Your assignment
Check every line below for the word "through" and show those that hold it.

Data provided
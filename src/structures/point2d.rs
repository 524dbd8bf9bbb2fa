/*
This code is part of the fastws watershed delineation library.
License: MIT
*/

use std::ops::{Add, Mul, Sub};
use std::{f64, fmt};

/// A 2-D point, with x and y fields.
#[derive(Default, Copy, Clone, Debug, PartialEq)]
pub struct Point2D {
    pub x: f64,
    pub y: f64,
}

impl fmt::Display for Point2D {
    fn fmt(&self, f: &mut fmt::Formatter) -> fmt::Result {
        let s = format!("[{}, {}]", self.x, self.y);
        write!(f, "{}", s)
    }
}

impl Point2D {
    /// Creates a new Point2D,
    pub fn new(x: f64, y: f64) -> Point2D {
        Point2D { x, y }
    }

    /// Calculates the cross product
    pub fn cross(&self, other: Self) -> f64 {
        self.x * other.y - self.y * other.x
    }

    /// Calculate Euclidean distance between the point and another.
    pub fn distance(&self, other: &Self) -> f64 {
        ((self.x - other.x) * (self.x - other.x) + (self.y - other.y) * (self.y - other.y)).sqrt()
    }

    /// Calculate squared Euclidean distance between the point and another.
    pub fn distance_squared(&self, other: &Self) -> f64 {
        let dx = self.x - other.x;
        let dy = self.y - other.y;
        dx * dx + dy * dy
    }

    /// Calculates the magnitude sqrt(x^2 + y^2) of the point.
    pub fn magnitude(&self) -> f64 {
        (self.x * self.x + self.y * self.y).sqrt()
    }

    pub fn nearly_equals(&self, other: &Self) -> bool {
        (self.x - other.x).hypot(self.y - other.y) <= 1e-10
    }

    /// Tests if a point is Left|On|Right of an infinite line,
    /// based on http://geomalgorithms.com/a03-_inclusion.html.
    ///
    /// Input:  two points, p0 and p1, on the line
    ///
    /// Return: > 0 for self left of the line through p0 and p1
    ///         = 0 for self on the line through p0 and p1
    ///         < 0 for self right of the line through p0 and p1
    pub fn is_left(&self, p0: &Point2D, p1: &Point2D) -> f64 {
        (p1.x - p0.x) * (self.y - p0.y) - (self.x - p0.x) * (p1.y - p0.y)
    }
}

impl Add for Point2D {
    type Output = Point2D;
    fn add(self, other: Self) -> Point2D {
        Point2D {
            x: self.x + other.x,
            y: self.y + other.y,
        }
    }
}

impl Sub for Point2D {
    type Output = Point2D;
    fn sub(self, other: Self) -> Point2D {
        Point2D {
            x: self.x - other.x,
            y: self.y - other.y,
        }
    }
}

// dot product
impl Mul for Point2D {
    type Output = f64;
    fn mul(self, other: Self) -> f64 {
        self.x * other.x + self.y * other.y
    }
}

Answer to the exercise
    /// Return: > 0 for self left of the line through p0 and p1
    ///         = 0 for self on the line through p0 and p1
    ///         < 0 for self right of the line through p0 and p1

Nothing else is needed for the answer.